The first step in this process is to become an expert! Unfortunately, we are not taught how to navigate something like this. We can’t make sense of a narcissist or anything else in life unless we gain skills, tools, and knowledge.
Become an expert in parenting. One of the key aspects to learn about in parenting is: children need attunement. That’s not attention; it’s attunement. Kids need focused attention, which means we as adults have to put aside our emotional condition (our internal struggles from jobs, relationships, etc.) to sit in front of the child and ask them about their day, interests, etc. Attunement is all about “I am here for you.” Think about everyday daily life as a parent. Asking where their homework is, yelling to get in the car. There’s no sitting down and attuning with the child.
The second thing to become an expert in parenting is parental alienation. This is the single most significant cause of hurting our children in a dynamic like this. We often have a narcissistic ex that’s being awful, and we inadvertently drag the kids in, telling them, “your mom/dad is…”, saying that their other parent is wrong. This is a hard and fast rule, black and white. We never, ever, ever, ever (before the age of 18) say anything negative about the ex. EVER! No matter what they do. The second we do that, we’ve inflicted trauma on the child. Every child wants and deserves to adore their mother or father regardless of behavior. It’s their choice, not ours. The second we tell our kids the bad things about the ex or current spouse: we’ve placed them in a double bind. Now they’re in the middle. Whichever parent they choose, they lose. We are abusing the child. Parental alienation is one of the most common and destructive things that happens in this dynamic.

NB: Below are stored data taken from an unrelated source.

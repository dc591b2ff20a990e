use serde::{Deserialize, Serialize};
use std::fmt;

// ---------------------------------------------------------------------------
// StepStatus
// ---------------------------------------------------------------------------

#[derive(Debug, Clone, Copy, PartialEq, Eq, Serialize, Deserialize)]
#[serde(rename_all = "snake_case")]
pub enum StepStatus {
    Pending,
    Done,
}

impl StepStatus {
    pub fn as_str(self) -> &'static str {
        match self {
            StepStatus::Pending => "pending",
            StepStatus::Done => "done",
        }
    }

    /// Checkbox marker used in the scratchpad document.
    pub fn marker(self) -> &'static str {
        match self {
            StepStatus::Pending => "[ ]",
            StepStatus::Done => "[X]",
        }
    }

    pub fn from_marker(marker: &str) -> Option<Self> {
        match marker {
            "[ ]" => Some(StepStatus::Pending),
            "[X]" | "[x]" => Some(StepStatus::Done),
            _ => None,
        }
    }
}

impl fmt::Display for StepStatus {
    fn fmt(&self, f: &mut fmt::Formatter<'_>) -> fmt::Result {
        f.write_str(self.as_str())
    }
}

// ---------------------------------------------------------------------------
// ProviderKind
// ---------------------------------------------------------------------------

#[derive(Debug, Clone, Copy, PartialEq, Eq, Hash, PartialOrd, Ord, Serialize, Deserialize)]
#[serde(rename_all = "snake_case")]
pub enum ProviderKind {
    #[serde(rename = "openai")]
    OpenAi,
    Anthropic,
    #[serde(rename = "deepseek")]
    DeepSeek,
    Gemini,
    Azure,
    Local,
}

impl ProviderKind {
    pub fn all() -> &'static [ProviderKind] {
        &[
            ProviderKind::OpenAi,
            ProviderKind::Anthropic,
            ProviderKind::DeepSeek,
            ProviderKind::Gemini,
            ProviderKind::Azure,
            ProviderKind::Local,
        ]
    }

    pub fn as_str(self) -> &'static str {
        match self {
            ProviderKind::OpenAi => "openai",
            ProviderKind::Anthropic => "anthropic",
            ProviderKind::DeepSeek => "deepseek",
            ProviderKind::Gemini => "gemini",
            ProviderKind::Azure => "azure",
            ProviderKind::Local => "local",
        }
    }

    pub fn default_model(self) -> &'static str {
        match self {
            ProviderKind::OpenAi => "gpt-4o",
            ProviderKind::Anthropic => "claude-3-7-sonnet-20250219",
            ProviderKind::DeepSeek => "deepseek-chat",
            ProviderKind::Gemini => "gemini-2.0-flash-exp",
            ProviderKind::Azure => "gpt-4o-ms",
            ProviderKind::Local => "Qwen/Qwen2.5-32B-Instruct-AWQ",
        }
    }

    /// Environment key holding the API credential. `None` means the
    /// provider accepts unauthenticated requests.
    pub fn credential_key(self) -> Option<&'static str> {
        match self {
            ProviderKind::OpenAi => Some("OPENAI_API_KEY"),
            ProviderKind::Anthropic => Some("ANTHROPIC_API_KEY"),
            ProviderKind::DeepSeek => Some("DEEPSEEK_API_KEY"),
            ProviderKind::Gemini => Some("GOOGLE_API_KEY"),
            ProviderKind::Azure => Some("AZURE_OPENAI_API_KEY"),
            ProviderKind::Local => None,
        }
    }

    /// Environment key overriding the provider's base URL.
    pub fn base_url_key(self) -> &'static str {
        match self {
            ProviderKind::OpenAi => "OPENAI_BASE_URL",
            ProviderKind::Anthropic => "ANTHROPIC_BASE_URL",
            ProviderKind::DeepSeek => "DEEPSEEK_BASE_URL",
            ProviderKind::Gemini => "GEMINI_BASE_URL",
            ProviderKind::Azure => "AZURE_OPENAI_ENDPOINT",
            ProviderKind::Local => "LOCAL_LLM_BASE_URL",
        }
    }

    /// Public endpoint used when nothing overrides it. Azure has no public
    /// default: the endpoint is per-resource and must be configured.
    pub fn default_base_url(self) -> Option<&'static str> {
        match self {
            ProviderKind::OpenAi => Some("https://api.openai.com/v1"),
            ProviderKind::Anthropic => Some("https://api.anthropic.com"),
            ProviderKind::DeepSeek => Some("https://api.deepseek.com/v1"),
            ProviderKind::Gemini => Some("https://generativelanguage.googleapis.com"),
            ProviderKind::Azure => None,
            ProviderKind::Local => Some("http://localhost:8000/v1"),
        }
    }

    pub fn supports_images(self) -> bool {
        match self {
            ProviderKind::OpenAi
            | ProviderKind::Anthropic
            | ProviderKind::Gemini
            | ProviderKind::Azure => true,
            ProviderKind::DeepSeek | ProviderKind::Local => false,
        }
    }
}

impl fmt::Display for ProviderKind {
    fn fmt(&self, f: &mut fmt::Formatter<'_>) -> fmt::Result {
        f.write_str(self.as_str())
    }
}

impl std::str::FromStr for ProviderKind {
    type Err = crate::error::ScratchError;

    fn from_str(s: &str) -> Result<Self, Self::Err> {
        match s.trim().to_ascii_lowercase().as_str() {
            "openai" => Ok(ProviderKind::OpenAi),
            "anthropic" | "claude" => Ok(ProviderKind::Anthropic),
            "deepseek" => Ok(ProviderKind::DeepSeek),
            "gemini" | "google" => Ok(ProviderKind::Gemini),
            "azure" => Ok(ProviderKind::Azure),
            "local" => Ok(ProviderKind::Local),
            _ => Err(crate::error::ScratchError::UnknownProvider(s.to_string())),
        }
    }
}

// ---------------------------------------------------------------------------
// Tests
// ---------------------------------------------------------------------------
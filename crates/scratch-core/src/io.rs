use crate::error::Result;
use std::io::Write;
use std::path::Path;
use tempfile::NamedTempFile;

/// Atomically write `data` to `path` using a tempfile in the same directory.
/// Readers never observe a half-written ledger.
pub fn atomic_write(path: &Path, data: &[u8]) -> Result<()> {
    if let Some(parent) = path.parent() {
        std::fs::create_dir_all(parent)?;
    }
    let dir = path.parent().unwrap_or(Path::new("."));
    let mut tmp = NamedTempFile::new_in(dir)?;
    tmp.write_all(data)?;
    tmp.persist(path).map_err(|e| e.error)?;
    Ok(())
}

/// Create a directory and all parents, idempotent.
pub fn ensure_dir(path: &Path) -> Result<()> {
    std::fs::create_dir_all(path)?;
    Ok(())
}

/// Write a file only if it does not already exist. Returns true if written.
pub fn write_if_missing(path: &Path, data: &[u8]) -> Result<bool> {
    if path.exists() {
        return Ok(false);
    }
    atomic_write(path, data)?;
    Ok(true)
}

/// Read a file, treating a missing file as empty.
pub fn read_or_empty(path: &Path) -> Result<String> {
    match std::fs::read_to_string(path) {
        Ok(s) => Ok(s),
        Err(e) if e.kind() == std::io::ErrorKind::NotFound => Ok(String::new()),
        Err(e) => Err(e.into()),
    }
}

/// Append text to a file, creating it (and its parents) if needed.
pub fn append_text(path: &Path, text: &str) -> Result<()> {
    if let Some(parent) = path.parent() {
        std::fs::create_dir_all(parent)?;
    }
    let mut f = std::fs::OpenOptions::new()
        .create(true)
        .append(true)
        .open(path)?;
    f.write_all(text.as_bytes())?;
    Ok(())
}

/// Outcome of [`upsert_marked_block`].
#[derive(Debug, Clone, Copy, PartialEq, Eq)]
pub enum BlockUpdate {
    Replaced,
    Appended,
}

/// Put `body` between `start_marker` and `end_marker` in the file at `path`.
///
/// If both markers are present, everything from the start of `start_marker`
/// through the end of `end_marker` is replaced. Otherwise the marked block is
/// appended (creating the file if needed), separated from existing content by
/// a blank line.
pub fn upsert_marked_block(
    path: &Path,
    start_marker: &str,
    end_marker: &str,
    body: &str,
) -> Result<BlockUpdate> {
    let content = read_or_empty(path)?;
    let block = format!("{start_marker}\n{}\n{end_marker}", body.trim_end());

    if let Some(start_pos) = content.find(start_marker) {
        let search_from = start_pos + start_marker.len();
        if let Some(end_offset) = content[search_from..].find(end_marker) {
            let end_pos = search_from + end_offset + end_marker.len();
            let mut updated = String::with_capacity(content.len() + block.len());
            updated.push_str(&content[..start_pos]);
            updated.push_str(&block);
            updated.push_str(&content[end_pos..]);
            atomic_write(path, updated.as_bytes())?;
            return Ok(BlockUpdate::Replaced);
        }
    }

    let sep = if content.is_empty() || content.ends_with("\n\n") {
        ""
    } else if content.ends_with('\n') {
        "\n"
    } else {
        "\n\n"
    };
    let mut updated = content;
    updated.push_str(sep);
    updated.push_str(&block);
    updated.push('\n');
    atomic_write(path, updated.as_bytes())?;
    Ok(BlockUpdate::Appended)
}
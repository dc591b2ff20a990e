use serde::Serialize;

pub fn print_json<T: Serialize>(value: &T) -> anyhow::Result<()> {
    println!("{}", serde_json::to_string_pretty(value)?);
    Ok(())
}

pub fn print_yaml<T: Serialize>(value: &T) -> anyhow::Result<()> {
    print!("{}", serde_yaml::to_string(value)?);
    Ok(())
}

/// Left-aligned columns separated by two spaces, with a dashed rule under
/// the header.
pub fn print_table(headers: &[&str], rows: &[Vec<String>]) {
    let mut widths: Vec<usize> = headers.iter().map(|h| h.len()).collect();
    for row in rows {
        for (w, cell) in widths.iter_mut().zip(row) {
            *w = (*w).max(cell.chars().count());
        }
    }

    let line = |cells: &mut dyn Iterator<Item = &str>| -> String {
        cells
            .zip(&widths)
            .map(|(c, &w)| format!("{c:w$}"))
            .collect::<Vec<_>>()
            .join("  ")
            .trim_end()
            .to_string()
    };

    println!("{}", line(&mut headers.iter().copied()));
    let rule: Vec<String> = widths.iter().map(|&w| "-".repeat(w)).collect();
    println!("{}", rule.join("  "));
    for row in rows {
        println!("{}", line(&mut row.iter().map(String::as_str)));
    }
}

Here’s what I learned to do: my response to my kids was always,
“I hear that you’re really upset. I just want you to know both your mom and dad love you. We see things differently. Your mom gets to parent and will believe things she wants. I have my own beliefs, and sometimes we disagree. Your job isn’t to worry about adult stuff. Your job is to be a kid. That’s it. Your mom and dad are doing their best to figure it out.”
That was my go-to response every single time. If my kid exclaimed, my ex said this or that about me; I would do my best not to bite. Learn that mantra. Say it every time. It’s too much information for them to process. You can have more transparent discussions when they’re over 18, but not when they’re a child.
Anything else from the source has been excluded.